BRADENTON, Fla. - For the first time in seven years, Florida's ratio of debt service costs to available revenue in fiscal 2014 will fall below the 6% target ratio that lawmakers like to see.
The projection indicates that the Sunshine state's economy is well on the way to recovery since growing revenues are a major reason the ratio is improving. Legislators target a 6% ratio of debt service to revenues with a cap at 7%.
The lower ratio should also provide the state more bonding capacity in coming years, though the Republican-led Legislature and Republican Gov. Rick Scott have preferred to use cash rather than debt since Scott took office in January 2011.
Florida had $24.6 billion of outstanding debt at the end of fiscal 2013, according to the 2013 debt affordability report and overview of the state's bonding activities.
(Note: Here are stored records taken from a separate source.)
//! Snappy frame-format layer over a stream store.

use std::io::{self, Read, Write};
use std::path::Path;
use std::sync::Arc;

use snap::read::FrameDecoder;
use snap::write::FrameEncoder;
use store::{FileInfo, StreamStore, WriteCloser};

/// A [`StreamStore`] decorator that snappy-compresses every stream.
#[derive(Clone)]
pub struct SnappyStore {
    inner: Arc<dyn StreamStore>,
}

impl SnappyStore {
    /// Wraps `inner` with transparent snappy compression.
    pub fn new(inner: Arc<dyn StreamStore>) -> Self {
        Self { inner }
    }
}

impl StreamStore for SnappyStore {
    fn stat(&self, path: &Path) -> io::Result<FileInfo> {
        self.inner.stat(path).map(FileInfo::without_size)
    }

    fn lstat(&self, path: &Path) -> io::Result<FileInfo> {
        self.inner.lstat(path).map(FileInfo::without_size)
    }

    fn read_dir(&self, path: &Path) -> io::Result<Vec<FileInfo>> {
        self.inner.read_dir(path)
    }

    fn mkdir(&self, path: &Path, mode: u32) -> io::Result<()> {
        self.inner.mkdir(path, mode)
    }

    fn remove(&self, path: &Path) -> io::Result<()> {
        self.inner.remove(path)
    }

    fn open_read(&self, path: &Path) -> io::Result<Box<dyn Read + Send>> {
        let inner = self.inner.open_read(path)?;
        Ok(Box::new(FrameDecoder::new(inner)))
    }

    fn create_write(&self, path: &Path) -> io::Result<Box<dyn WriteCloser>> {
        let inner = self.inner.create_write(path)?;
        Ok(Box::new(SnappyWriter {
            encoder: FrameEncoder::new(inner),
        }))
    }
}

struct SnappyWriter {
    encoder: FrameEncoder<Box<dyn WriteCloser>>,
}

impl Write for SnappyWriter {
    fn write(&mut self, buf: &[u8]) -> io::Result<usize> {
        self.encoder.write(buf)
    }

    fn flush(&mut self) -> io::Result<()> {
        self.encoder.flush()
    }
}

impl WriteCloser for SnappyWriter {
    fn close(self: Box<Self>) -> io::Result<()> {
        match self.encoder.into_inner() {
            Ok(inner) => inner.close(),
            // The pending frame could not be written; the inner writer is
            // released without committing and the frame error is surfaced.
            Err(e) => Err(io::Error::new(e.error().kind(), e.error().to_string())),
        }
    }
}

#[cfg(test)]
mod tests {
    use super::*;
    use store::MemStore;

    fn decorated() -> (MemStore, SnappyStore) {
        let backend = MemStore::new();
        let store = SnappyStore::new(Arc::new(backend.clone()));
        (backend, store)
    }

    #[test]
    fn round_trips_through_the_decorator() {
        let (_, store) = decorated();
        let mut w = store.create_write(Path::new("/f")).unwrap();
        w.write_all(b"snappy payload").unwrap();
        w.close().unwrap();

        let mut buf = Vec::new();
        store
            .open_read(Path::new("/f"))
            .unwrap()
            .read_to_end(&mut buf)
            .unwrap();
        assert_eq!(buf, b"snappy payload");
    }

    #[test]
    fn bytes_at_rest_are_compressed() {
        let (backend, store) = decorated();
        let payload = vec![7u8; 4096];
        let mut w = store.create_write(Path::new("/f")).unwrap();
        w.write_all(&payload).unwrap();
        w.close().unwrap();

        let stored = backend.stat(Path::new("/f")).unwrap().size();
        assert!(stored > 0);
        assert!(stored < payload.len() as u64);
    }

    #[test]
    #[should_panic(expected = "size is not available")]
    fn stat_withholds_the_size() {
        let (_, store) = decorated();
        store.create_write(Path::new("/f")).unwrap().close().unwrap();
        let _ = store.stat(Path::new("/f")).unwrap().size();
    }

    #[test]
    fn directory_operations_pass_through() {
        let (backend, store) = decorated();
        store.mkdir(Path::new("/d"), 0o755).unwrap();
        assert!(backend.stat(Path::new("/d")).unwrap().is_dir());

        let names: Vec<_> = store
            .read_dir(Path::new("/"))
            .unwrap()
            .into_iter()
            .map(|e| e.name().to_owned())
            .collect();
        assert_eq!(names, ["d"]);
    }
}
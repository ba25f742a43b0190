//! The replaying message source.

use std::io;
use std::path::PathBuf;
use std::sync::Arc;
use std::time::Duration;

use store::StreamStore;
use tracing::trace;

use crate::cancel::CancelToken;
use crate::config::{DEFAULT_POLL_PERIOD, SourceConfig};
use crate::dirs::seq_to_path;
use crate::error::SourceError;
use crate::frame::{FrameReader, ReadOutcome};

/// The error type a message handler may fail with.
pub type HandlerError = Box<dyn std::error::Error + Send + Sync>;

/// An append-only message log consumer.
///
/// Replays every message under the log root in the order it was produced,
/// then keeps following the log as new batches appear.
pub struct MessageSource {
    store: Arc<dyn StreamStore>,
    path: PathBuf,
    poll_period: Duration,
}

impl MessageSource {
    /// Opens a source over `store` rooted at `config.path`.
    #[must_use]
    pub fn new(store: Arc<dyn StreamStore>, config: SourceConfig) -> Self {
        let SourceConfig {
            path,
            poll_period,
            compression,
        } = config;
        let poll_period = if poll_period.is_zero() {
            DEFAULT_POLL_PERIOD
        } else {
            poll_period
        };
        Self {
            store: compression.wrap(store),
            path,
            poll_period,
        }
    }

    /// Replays all messages from the start of the log, then tails it.
    ///
    /// `handler` is invoked once per message, in order. The call blocks
    /// until `cancel` fires during one of the poll sleeps (returning
    /// `Ok(())`), the handler fails, or the log turns out to be corrupt.
    /// Batches still being written are waited on, not treated as errors.
    ///
    /// Cancellation is only observed while waiting for data; a handler
    /// processing a long backlog of complete records will not notice it
    /// until the next wait.
    pub fn consume_messages<H>(
        &self,
        cancel: &CancelToken,
        mut handler: H,
    ) -> Result<(), SourceError>
    where
        H: FnMut(Vec<u8>) -> Result<(), HandlerError>,
    {
        let mut seq: u64 = 0;
        loop {
            let path = seq_to_path(&self.path, seq);
            let reader = loop {
                match self.store.open_read(&path) {
                    Ok(reader) => break reader,
                    Err(e) if e.kind() == io::ErrorKind::NotFound => {
                        trace!(path = %path.display(), "batch file not present yet");
                        if cancel.sleep(self.poll_period) {
                            return Ok(());
                        }
                    }
                    Err(e) => return Err(e.into()),
                }
            };
            let mut frames = FrameReader::new(reader, path);
            loop {
                match frames.read_frame()? {
                    ReadOutcome::Pending => {
                        if cancel.sleep(self.poll_period) {
                            return Ok(());
                        }
                    }
                    ReadOutcome::Frame(payload) => {
                        handler(payload).map_err(SourceError::Handler)?;
                    }
                    ReadOutcome::EndOfBatch => break,
                }
            }
            trace!(seq, "batch complete, advancing");
            seq += 1;
        }
    }
}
The report will help the Legislature formulate annual capital spending plans when this year's session begins in March.
The amount of debt the state used to finance capital needs in recent years is "down significantly," Florida Division of Bond Finance Director Ben Watkins told Scott and other Cabinet members during a presentation Jan. 22.
In fiscal 2013, the state issued $448 million of new money bonds compared with average annual issuance of $2.2 billion between 2003 and 2010. The state issued $416 million in 2012 and $888 million in 2011.
Watkins said his division has taken advantage of historically low interest rates to refund outstanding bonds, and 2013 was no exception with 10 sales refunding $2.05 billion of debt for $515 million "in avoided future interest costs."
Annual debt service in 2013 was $2.2 billion and nearly unchanged from the two prior years. In 2014, debt payments are expected to drop by $300 million to $1.9 billion annually due to the retirement of bonds from the Preservation 2000 land conservation program.
General fund reserves are an important measure to credit ratings, said Watkins, adding that fiscal 2013 ended with $3.6 billion or 14.2%, which exceeds the 10% considered minimally adequate. Reserves are projected to decrease to $3.1 billion during fiscal 2014.
Analysts also remain focused on pension liabilities and Florida ranks as the lowest state among its peer group for the adjusted net pension liability relative to personal income, per capita and gross domestic product, he said.
"This tells me that Florida is managing its pension system and liability well," Watkins said.
Florida does not issue general obligation bonds, however, its equivalent ratings are AAA from Fitch Ratings and Standard & Poor's, and Aa1 from Moody's Investors Service.